A Taste for Opulence: Sèvres Porcelain from the Collection
A Taste for Opulence: Sèvres Porcelain from the Collection presents a selection of objects such as vases, dinner and tea services, furniture decorated with porcelain plaques, and other luxurious wares produced in the 18th century by the Sèvres porcelain factory. Established in the Château of Vincennes just outside Paris in 1740, the factory quickly became the preeminent producer of porcelain in Europe. Supported in its early years by the patronage of Louis XV, the factory was named the manufacture du roi in 1753 and was purchased by the king in 1759. Catering in large part to the tastes of the court, the factory strove for constant innovation and originality throughout the 18th century, frequently employing the leading artists and designers of the day to provide models and inspiration for the factory's artisans. A Taste for Opulence, which focuses on the diversity of the factory's production, will include approximately 90 objects drawn entirely from the Museum's superb holdings of Sèvres porcelain and from its unparalleled collection of 18th-century French furniture decorated with Sèvres plaques. The exhibition will be on view from February 21 through August 13, 2006.
Warriors of the Himalayas: Rediscovering the Arms and Armor of Tibet
Warriors of the Himalayas: Rediscovering the Arms and Armor of Tibet is the first comprehensive study of armor, weapons, and equestrian equipment from Tibet, a subject that has remained virtually unexplored until now. Many rare or previously unknown objects will be exhibited and published for the first time. Presenting more than 130 works, the exhibition will examine various types of unique arms and armor used in Tibet, the world's highest plateau, between the 13th and the 20th century. The objects are drawn mostly from the permanent collection of The Metropolitan Museum of Art and include many key loans from the Royal Armouries Museum, Victoria and Albert Museum, Royal Museum of Scotland, the National Museums Liverpool, Pitt Rivers Museum, British Museum, University of Aberdeen, Smithsonian Institution, Yale University, and Newark Museum. The accompanying catalogue will include the first Tibetan-English arms and armor glossary of terms and a selection of excerpts from some of the few surviving Tibetan texts relating to the subject.
The Art of Betty Woodman
The Metropolitan Museum of Art will present the first U.S. retrospective of the work of noted artist Betty Woodman (American, b. 1930) from April 25 through July 30, 2006. The Art of Betty Woodman will span the artist's career, from her early works of the 1950s and 1960s through her most recent mixed-media pieces of 2005-2006, and will assess her contributions to contemporary ceramic art and her importance among post-World War II artists.

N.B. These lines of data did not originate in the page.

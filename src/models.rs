// Core data models for the Mood Mirror application

use std::fmt;

/// Represents a single video frame with RGB data
#[derive(Clone, Debug)]
pub struct Frame {
    /// Raw RGB pixel data (width * height * 3 bytes)
    pub data: Vec<u8>,
    /// Frame width in pixels
    pub width: u32,
    /// Frame height in pixels
    pub height: u32,
}

impl Frame {
    /// Creates a new Frame with the given parameters
    pub fn new(data: Vec<u8>, width: u32, height: u32) -> Self {
        Self {
            data,
            width,
            height,
        }
    }

    /// Frame dimensions as `(width, height)`
    pub fn size(&self) -> (u32, u32) {
        (self.width, self.height)
    }
}

/// A 2D point in pixel coordinates.
#[derive(Clone, Copy, Debug, PartialEq)]
pub struct Point {
    pub x: f32,
    pub y: f32,
}

impl Point {
    pub const fn new(x: f32, y: f32) -> Self {
        Self { x, y }
    }
}

/// Axis-aligned face region in pixel coordinates.
#[derive(Clone, Copy, Debug, PartialEq)]
pub struct BoundingBox {
    pub x: f32,
    pub y: f32,
    pub width: f32,
    pub height: f32,
}

impl BoundingBox {
    pub const fn new(x: f32, y: f32, width: f32, height: f32) -> Self {
        Self {
            x,
            y,
            width,
            height,
        }
    }
}

/// Expression probabilities in the order the classifier reported them.
///
/// Order matters: when two labels share the maximum probability the one
/// inserted first is the dominant expression.
#[derive(Clone, Debug, Default, PartialEq)]
pub struct ExpressionScores {
    entries: Vec<(String, f32)>,
}

impl ExpressionScores {
    pub fn new() -> Self {
        Self::default()
    }

    /// Appends a label. A label that is already present keeps its original
    /// position and takes the new probability.
    pub fn insert(&mut self, label: impl Into<String>, probability: f32) {
        let label = label.into();
        match self.entries.iter_mut().find(|(l, _)| *l == label) {
            Some(entry) => entry.1 = probability,
            None => self.entries.push((label, probability)),
        }
    }

    pub fn get(&self, label: &str) -> Option<f32> {
        self.entries
            .iter()
            .find(|(l, _)| l == label)
            .map(|(_, p)| *p)
    }

    pub fn iter(&self) -> impl Iterator<Item = (&str, f32)> {
        self.entries.iter().map(|(l, p)| (l.as_str(), *p))
    }

    pub fn is_empty(&self) -> bool {
        self.entries.is_empty()
    }

    /// Label with the highest probability, first-seen on ties.
    ///
    /// NaN probabilities never win; `None` if nothing comparable is left.
    pub fn dominant(&self) -> Option<(&str, f32)> {
        let mut best: Option<(&str, f32)> = None;
        for (label, probability) in self.iter() {
            if probability.is_nan() {
                continue;
            }
            if best.map_or(true, |(_, current)| probability > current) {
                best = Some((label, probability));
            }
        }
        best
    }
}

impl<S: Into<String>> FromIterator<(S, f32)> for ExpressionScores {
    fn from_iter<I: IntoIterator<Item = (S, f32)>>(iter: I) -> Self {
        let mut scores = Self::new();
        for (label, probability) in iter {
            scores.insert(label, probability);
        }
        scores
    }
}

/// One located face with its landmarks and expression probabilities.
#[derive(Clone, Debug, PartialEq)]
pub struct Detection {
    pub bounds: BoundingBox,
    pub landmarks: Vec<Point>,
    pub expressions: ExpressionScores,
}

impl Detection {
    pub fn new(bounds: BoundingBox, landmarks: Vec<Point>, expressions: ExpressionScores) -> Self {
        Self {
            bounds,
            landmarks,
            expressions,
        }
    }

    /// Rescales all geometry by independent horizontal and vertical factors
    pub fn scaled(&self, sx: f32, sy: f32) -> Self {
        Self {
            bounds: BoundingBox::new(
                self.bounds.x * sx,
                self.bounds.y * sy,
                self.bounds.width * sx,
                self.bounds.height * sy,
            ),
            landmarks: self
                .landmarks
                .iter()
                .map(|p| Point::new(p.x * sx, p.y * sy))
                .collect(),
            expressions: self.expressions.clone(),
        }
    }
}

/// Opaque RGB colour used for the mood background.
#[derive(Clone, Copy, Debug, PartialEq, Eq, Hash)]
pub struct Color {
    pub r: u8,
    pub g: u8,
    pub b: u8,
}

impl Color {
    pub const fn rgb(r: u8, g: u8, b: u8) -> Self {
        Self { r, g, b }
    }

    /// Parses `#rrggbb` (the leading `#` is optional).
    pub fn from_hex(hex: &str) -> Option<Self> {
        let hex = hex.strip_prefix('#').unwrap_or(hex);
        if hex.len() != 6 || !hex.is_ascii() {
            return None;
        }
        let channel = |range: std::ops::Range<usize>| u8::from_str_radix(&hex[range], 16).ok();
        Some(Self::rgb(channel(0..2)?, channel(2..4)?, channel(4..6)?))
    }

    /// Linear interpolation, `t` clamped to `0.0..=1.0`
    pub fn lerp(self, other: Self, t: f32) -> Self {
        let t = t.clamp(0.0, 1.0);
        let mix = |a: u8, b: u8| (a as f32 + (b as f32 - a as f32) * t).round() as u8;
        Self::rgb(mix(self.r, other.r), mix(self.g, other.g), mix(self.b, other.b))
    }
}

impl fmt::Display for Color {
    fn fmt(&self, f: &mut fmt::Formatter<'_>) -> fmt::Result {
        write!(f, "#{:02x}{:02x}{:02x}", self.r, self.g, self.b)
    }
}

/// What the label and background show after a tick
#[derive(Clone, Debug, PartialEq)]
pub struct UiState {
    pub displayed_label: String,
    pub background_color: Color,
    pub has_face: bool,
}

/// Size of the on-screen video image the overlay is aligned with
#[derive(Clone, Copy, Debug, PartialEq, Eq)]
pub struct DisplaySize {
    pub width: u32,
    pub height: u32,
}

impl DisplaySize {
    pub const fn new(width: u32, height: u32) -> Self {
        Self { width, height }
    }

    pub fn is_empty(&self) -> bool {
        self.width == 0 || self.height == 0
    }
}

/// Everything the presentation layer needs for one redraw
#[derive(Clone, Debug)]
pub struct TickOutput {
    /// Sequence number the inference was issued with
    pub seq: u64,
    pub ui_state: UiState,
    /// Detections already scaled to `display_size`; empty means "clear"
    pub detections: Vec<Detection>,
    pub display_size: DisplaySize,
}

#[cfg(test)]
mod tests {
    use super::*;

    fn scores(entries: &[(&str, f32)]) -> ExpressionScores {
        entries.iter().map(|(l, p)| (*l, *p)).collect()
    }

    #[test]
    fn dominant_picks_maximum() {
        let s = scores(&[("happy", 0.9), ("sad", 0.05), ("neutral", 0.05)]);
        assert_eq!(s.dominant(), Some(("happy", 0.9)));
    }

    #[test]
    fn dominant_ties_keep_first_seen() {
        let s = scores(&[("sad", 0.4), ("angry", 0.4), ("happy", 0.2)]);
        assert_eq!(s.dominant().map(|(l, _)| l), Some("sad"));

        let s = scores(&[("angry", 0.4), ("sad", 0.4), ("happy", 0.2)]);
        assert_eq!(s.dominant().map(|(l, _)| l), Some("angry"));
    }

    #[test]
    fn dominant_is_always_a_key() {
        let cases = [
            scores(&[("a", 0.1)]),
            scores(&[("a", 0.0), ("b", 0.0)]),
            scores(&[("a", -1.0), ("b", -2.0), ("c", 3.0)]),
            scores(&[("a", f32::NAN), ("b", 0.2)]),
        ];
        for s in &cases {
            let (label, _) = s.dominant().unwrap();
            assert!(s.get(label).is_some(), "{label} not in {s:?}");
        }
    }

    #[test]
    fn dominant_of_empty_or_nan_is_none() {
        assert_eq!(ExpressionScores::new().dominant(), None);
        assert_eq!(scores(&[("a", f32::NAN)]).dominant(), None);
    }

    #[test]
    fn insert_keeps_original_position() {
        let mut s = scores(&[("happy", 0.5), ("sad", 0.5)]);
        s.insert("happy", 0.1);
        let labels: Vec<_> = s.iter().map(|(l, _)| l).collect();
        assert_eq!(labels, ["happy", "sad"]);
        assert_eq!(s.get("happy"), Some(0.1));
    }

    #[test]
    fn detection_scaling() {
        let d = Detection::new(
            BoundingBox::new(10.0, 20.0, 30.0, 40.0),
            vec![Point::new(1.0, 2.0)],
            ExpressionScores::new(),
        );
        let scaled = d.scaled(2.0, 0.5);
        assert_eq!(scaled.bounds, BoundingBox::new(20.0, 10.0, 60.0, 20.0));
        assert_eq!(scaled.landmarks, vec![Point::new(2.0, 1.0)]);
    }

    #[test]
    fn color_hex_and_lerp() {
        assert_eq!(Color::from_hex("#ff8000"), Some(Color::rgb(255, 128, 0)));
        assert_eq!(Color::from_hex("00ff00"), Some(Color::rgb(0, 255, 0)));
        assert_eq!(Color::from_hex("#fff"), None);
        assert_eq!(Color::from_hex("#gg0000"), None);

        let black = Color::rgb(0, 0, 0);
        let white = Color::rgb(255, 255, 255);
        assert_eq!(black.lerp(white, 0.0), black);
        assert_eq!(black.lerp(white, 1.0), white);
        assert_eq!(black.lerp(white, 7.0), white);
        assert_eq!(white.to_string(), "#ffffff");
    }
}
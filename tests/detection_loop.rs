use std::collections::HashMap;
use std::sync::atomic::{AtomicUsize, Ordering};
use std::sync::mpsc;
use std::sync::{Arc, Mutex};
use std::time::{Duration, Instant};

use mood_mirror::camera::FrameFeed;
use mood_mirror::config::{DetectionConfig, StalePolicy};
use mood_mirror::detection::{DetectionSession, SessionPhase};
use mood_mirror::error::{MoodMirrorError, Result};
use mood_mirror::expression::ExpressionTable;
use mood_mirror::inference::FaceModel;
use mood_mirror::loader::{ModelHandle, ModelLoader};
use mood_mirror::models::{BoundingBox, Detection, DisplaySize, Frame, Point};
use mood_mirror::presentation::{OverlaySurface, Presenter};

type Reply = Result<Vec<Detection>>;

/// Blocks each inference until the test releases it. Frames are told apart
/// by their width.
#[derive(Default)]
struct GatedModel {
    gates: Mutex<HashMap<u32, mpsc::Receiver<Reply>>>,
}

impl GatedModel {
    fn gate(&self, frame_id: u32) -> mpsc::Sender<Reply> {
        let (tx, rx) = mpsc::channel();
        self.gates.lock().unwrap().insert(frame_id, rx);
        tx
    }
}

impl FaceModel for GatedModel {
    fn detect(&self, frame: &Frame) -> Reply {
        let rx = self
            .gates
            .lock()
            .unwrap()
            .remove(&frame.width)
            .expect("no gate for frame");
        rx.recv()
            .unwrap_or_else(|_| Err(MoodMirrorError::Inference("gate dropped".into())))
    }
}

/// Answers every frame with the same detections and counts calls
struct Fixed {
    reply: Vec<Detection>,
    calls: AtomicUsize,
}

impl Fixed {
    fn new(reply: Vec<Detection>) -> Self {
        Self {
            reply,
            calls: AtomicUsize::new(0),
        }
    }
}

impl FaceModel for Fixed {
    fn detect(&self, _frame: &Frame) -> Reply {
        self.calls.fetch_add(1, Ordering::SeqCst);
        Ok(self.reply.clone())
    }
}

struct Failing;

impl FaceModel for Failing {
    fn detect(&self, _frame: &Frame) -> Reply {
        Err(MoodMirrorError::Inference("model exploded".into()))
    }
}

struct Rig {
    session: DetectionSession,
    presenter: Arc<Presenter>,
    models: ModelHandle,
    frames: FrameFeed,
    surface: OverlaySurface,
    table: ExpressionTable,
}

fn rig(interval_ms: u64) -> Rig {
    let table = ExpressionTable::default();
    let presenter = Arc::new(Presenter::new(table.no_face(), Duration::ZERO));
    let models = ModelHandle::new();
    let frames = FrameFeed::new();
    let surface = OverlaySurface::new();
    let config = DetectionConfig {
        interval_ms,
        stale_policy: StalePolicy::LatestIssued,
    };
    let session = DetectionSession::new(
        &config,
        models.clone(),
        frames.clone(),
        surface.clone(),
        table.clone(),
        presenter.clone(),
    );
    Rig {
        session,
        presenter,
        models,
        frames,
        surface,
        table,
    }
}

/// A rig whose timer never fires on its own
fn manual_rig() -> Rig {
    rig(3_600_000)
}

fn frame(id: u32) -> Arc<Frame> {
    Arc::new(Frame::new(vec![0; (id * 4 * 3) as usize], id, 4))
}

fn face(entries: &[(&str, f32)]) -> Detection {
    Detection::new(
        BoundingBox::new(10.0, 10.0, 20.0, 20.0),
        vec![Point::new(15.0, 15.0), Point::new(25.0, 15.0)],
        entries.iter().map(|(l, p)| (*l, *p)).collect(),
    )
}

fn attach(rig: &Rig, id: u32) {
    rig.frames.publish(frame(id));
    rig.surface.attach(DisplaySize::new(64, 64));
}

#[tokio::test]
async fn happy_face_updates_label_and_background() {
    let rig = manual_rig();
    rig.models.install(Arc::new(Fixed::new(vec![face(&[
        ("happy", 0.9),
        ("sad", 0.05),
        ("neutral", 0.05),
    ])])));
    attach(&rig, 1);
    rig.session.start().unwrap();

    rig.session.poll_once().unwrap().await.unwrap();

    let state = rig.presenter.ui_state();
    assert_eq!(state.displayed_label, "Feliz 😊");
    assert_eq!(state.background_color, rig.table.color_for("happy"));
    assert!(state.has_face);
    assert_eq!(
        rig.presenter.background_color(Instant::now()),
        rig.table.color_for("happy")
    );
    let (_, canvas) = rig.presenter.overlay_since(0).unwrap();
    assert!(!canvas.is_blank());
    assert_eq!(rig.session.phase(), SessionPhase::Detecting);
}

#[tokio::test]
async fn no_face_reverts_to_neutral_and_clears_canvas() {
    let rig = manual_rig();
    let model = Arc::new(GatedModel::default());
    rig.models.install(model.clone());
    rig.session.start().unwrap();

    attach(&rig, 1);
    let release = model.gate(1);
    let task = rig.session.poll_once().unwrap();
    release.send(Ok(vec![face(&[("angry", 0.8)])])).unwrap();
    task.await.unwrap();
    assert!(rig.presenter.ui_state().has_face);

    attach(&rig, 2);
    let release = model.gate(2);
    let task = rig.session.poll_once().unwrap();
    release.send(Ok(Vec::new())).unwrap();
    task.await.unwrap();

    let state = rig.presenter.ui_state();
    assert_eq!(state.displayed_label, "no face detected");
    assert_eq!(state.background_color, rig.table.neutral());
    assert!(!state.has_face);
    let (_, canvas) = rig.presenter.overlay_since(1).unwrap();
    assert!(canvas.is_blank());
}

#[tokio::test]
async fn unknown_expression_shows_raw_label() {
    let rig = manual_rig();
    rig.models.install(Arc::new(Fixed::new(vec![face(&[
        ("confused", 0.6),
        ("happy", 0.4),
    ])])));
    attach(&rig, 1);
    rig.session.start().unwrap();

    rig.session.poll_once().unwrap().await.unwrap();

    let state = rig.presenter.ui_state();
    assert_eq!(state.displayed_label, "confused");
    assert_eq!(state.background_color, rig.table.neutral());
}

#[tokio::test]
async fn late_result_of_older_tick_is_discarded() {
    let rig = manual_rig();
    let model = Arc::new(GatedModel::default());
    rig.models.install(model.clone());
    rig.session.start().unwrap();

    attach(&rig, 1);
    let first = model.gate(1);
    let first_task = rig.session.poll_once().unwrap();

    attach(&rig, 2);
    let second = model.gate(2);
    let second_task = rig.session.poll_once().unwrap();

    second.send(Ok(vec![face(&[("happy", 0.9)])])).unwrap();
    second_task.await.unwrap();
    first.send(Ok(vec![face(&[("sad", 0.9)])])).unwrap();
    first_task.await.unwrap();

    assert_eq!(rig.presenter.ui_state().displayed_label, "Feliz 😊");
    assert_eq!(rig.presenter.revision(), 1);
}

#[tokio::test]
async fn in_flight_result_is_dropped_after_stop() {
    let rig = manual_rig();
    let model = Arc::new(GatedModel::default());
    rig.models.install(model.clone());
    rig.session.start().unwrap();
    attach(&rig, 1);

    let release = model.gate(1);
    let task = rig.session.poll_once().unwrap();
    rig.session.stop();
    release.send(Ok(vec![face(&[("happy", 0.9)])])).unwrap();
    task.await.unwrap();

    assert_eq!(rig.presenter.revision(), 0);
    assert_eq!(rig.presenter.ui_state(), rig.table.no_face());
    assert!(rig.session.latest_ui_state().is_none());
    assert_eq!(rig.session.phase(), SessionPhase::Stopped);
}

#[tokio::test]
async fn in_flight_result_is_dropped_after_restart() {
    let rig = manual_rig();
    let model = Arc::new(GatedModel::default());
    rig.models.install(model.clone());
    rig.session.start().unwrap();
    attach(&rig, 1);

    let release = model.gate(1);
    let task = rig.session.poll_once().unwrap();
    rig.session.stop();
    rig.session.start().unwrap();
    release.send(Ok(vec![face(&[("happy", 0.9)])])).unwrap();
    task.await.unwrap();

    assert_eq!(rig.presenter.revision(), 0);
    assert!(rig.session.latest_ui_state().is_none());

    // Ticks issued after the restart still reach the screen
    attach(&rig, 2);
    let release = model.gate(2);
    let task = rig.session.poll_once().unwrap();
    release.send(Ok(vec![face(&[("sad", 0.9)])])).unwrap();
    task.await.unwrap();
    assert_eq!(rig.presenter.ui_state().displayed_label, "Triste 😢");
}

#[tokio::test]
async fn no_inference_before_models_are_ready() {
    let rig = manual_rig();
    attach(&rig, 1);
    rig.session.start().unwrap();

    assert!(rig.session.poll_once().is_none());
    assert_eq!(rig.presenter.revision(), 0);
    assert_eq!(rig.session.phase(), SessionPhase::Uninitialized);

    let model = Arc::new(Fixed::new(vec![face(&[("neutral", 1.0)])]));
    let loader = ModelLoader::new(Default::default(), rig.models.clone());
    let handed_over = model.clone();
    loader
        .load_with(move || Ok(ArcModel(handed_over)))
        .await
        .unwrap();

    rig.session.poll_once().unwrap().await.unwrap();
    assert_eq!(model.calls.load(Ordering::SeqCst), 1);
    assert_eq!(rig.presenter.ui_state().displayed_label, "Neutro 😐");
}

struct ArcModel(Arc<Fixed>);

impl FaceModel for ArcModel {
    fn detect(&self, frame: &Frame) -> Reply {
        self.0.detect(frame)
    }
}

#[tokio::test]
async fn failed_model_load_never_starts_inference() {
    let rig = manual_rig();
    attach(&rig, 1);
    let loader = ModelLoader::new(Default::default(), rig.models.clone());
    let result = loader
        .load_with(|| -> Result<Fixed> { Err(MoodMirrorError::ModelLoad("missing".into())) })
        .await;
    assert!(result.is_err());

    rig.session.start().unwrap();
    assert!(rig.session.poll_once().is_none());
    assert_eq!(rig.session.phase(), SessionPhase::ModelsLoading);
}

#[tokio::test]
async fn inference_failure_counts_as_no_face_and_loop_survives() {
    let rig = manual_rig();
    rig.models.install(Arc::new(Failing));
    attach(&rig, 1);
    rig.session.start().unwrap();

    rig.session.poll_once().unwrap().await.unwrap();
    assert_eq!(rig.presenter.ui_state(), rig.table.no_face());
    assert!(rig.session.is_running());

    rig.session.poll_once().unwrap().await.unwrap();
    assert_eq!(rig.session.issued(), 2);
    assert_eq!(rig.presenter.revision(), 2);
}

/// Moves the paused clock one interval at a time, letting the timer run
async fn advance_intervals(count: u32, interval: Duration) {
    for _ in 0..count {
        tokio::time::advance(interval).await;
        for _ in 0..4 {
            tokio::task::yield_now().await;
        }
    }
}

#[tokio::test(start_paused = true)]
async fn second_start_keeps_a_single_timer() {
    let rig = rig(20);
    rig.models.install(Arc::new(Fixed::new(Vec::new())));
    attach(&rig, 1);

    assert!(rig.session.start().unwrap());
    assert!(!rig.session.start().unwrap());
    assert!(rig.session.is_running());

    advance_intervals(5, Duration::from_millis(20)).await;
    assert_eq!(rig.session.issued(), 5);

    rig.session.stop();
    assert!(!rig.session.is_running());
    // Restarting after a stop is allowed
    assert!(rig.session.start().unwrap());
}

#[tokio::test(start_paused = true)]
async fn timer_ticks_until_stopped() {
    let rig = rig(20);
    rig.models.install(Arc::new(Fixed::new(vec![face(&[("surprised", 0.7)])])));
    attach(&rig, 1);

    rig.session.start().unwrap();
    advance_intervals(1, Duration::from_millis(10)).await;
    assert_eq!(rig.session.issued(), 0);

    advance_intervals(1, Duration::from_millis(10)).await;
    assert_eq!(rig.session.issued(), 1);
    advance_intervals(3, Duration::from_millis(20)).await;
    assert_eq!(rig.session.issued(), 4);

    rig.session.stop();
    advance_intervals(10, Duration::from_millis(20)).await;
    assert_eq!(rig.session.issued(), 4);
    assert_eq!(rig.session.phase(), SessionPhase::Stopped);
}

#[tokio::test]
async fn detached_canvas_skips_ticks() {
    let rig = manual_rig();
    rig.models.install(Arc::new(Fixed::new(Vec::new())));
    rig.frames.publish(frame(1));
    rig.session.start().unwrap();

    assert!(rig.session.poll_once().is_none());
    rig.surface.attach(DisplaySize::new(32, 32));
    assert!(rig.session.poll_once().is_some());
    rig.surface.detach();
    assert!(rig.session.poll_once().is_none());
}
// Error types for the Mood Mirror application

use thiserror::Error;

/// Main error type for the Mood Mirror application
#[derive(Debug, Error)]
pub enum MoodMirrorError {
    #[error("Camera initialization failed: {0}")]
    CameraInit(String),

    #[error("Frame processing failed: {0}")]
    FrameProcessing(String),

    #[error("Model loading failed: {0}")]
    ModelLoad(String),

    #[error("Face detection failed: {0}")]
    FaceDetection(String),

    #[error("Inference failed: {0}")]
    Inference(String),

    #[error("ONNX Runtime error: {0}")]
    OnnxRuntime(String),

    #[error("OpenCV error: {0}")]
    OpenCV(String),

    #[error("Async runtime unavailable: {0}")]
    Runtime(String),

    #[error("Invalid configuration: {0}")]
    Config(String),

    #[error("IO error: {0}")]
    Io(#[from] std::io::Error),
}

/// Result type alias for Mood Mirror operations
pub type Result<T> = std::result::Result<T, MoodMirrorError>;

// Conversion from nokhwa errors
impl From<nokhwa::NokhwaError> for MoodMirrorError {
    fn from(err: nokhwa::NokhwaError) -> Self {
        match err {
            nokhwa::NokhwaError::StructureError { structure, error } => {
                MoodMirrorError::CameraInit(format!("{structure}: {error}"))
            }
            nokhwa::NokhwaError::OpenDeviceError(device, error) => {
                MoodMirrorError::CameraInit(format!("Device {device}: {error}"))
            }
            nokhwa::NokhwaError::ReadFrameError(error) => MoodMirrorError::FrameProcessing(error),
            _ => MoodMirrorError::CameraInit(err.to_string()),
        }
    }
}

// Conversion from OpenCV errors
impl From<opencv::Error> for MoodMirrorError {
    fn from(err: opencv::Error) -> Self {
        MoodMirrorError::OpenCV(err.to_string())
    }
}

// Conversion from ONNX Runtime errors
impl From<ort::Error> for MoodMirrorError {
    fn from(err: ort::Error) -> Self {
        MoodMirrorError::OnnxRuntime(err.to_string())
    }
}

// Conversion from TOML parse errors
impl From<toml::de::Error> for MoodMirrorError {
    fn from(err: toml::de::Error) -> Self {
        MoodMirrorError::Config(err.to_string())
    }
}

The Fabric of Life: Ikat Textiles of Indonesia
The first exhibition to examine ikat textile traditions across the breadth of Indonesia will open at The Metropolitan Museum of Art on February 28, 2006. Featuring more than 25 outstanding ikat textiles, most never before exhibited, The Fabric of Life: Ikat Textiles of Indonesia explores the imagery, forms, and roles of what is perhaps the single most important, widespread, and technically sophisticated of all Indonesian textile traditions. They are drawn primarily from the Metropolitan's extensive collection of Indonesian textiles.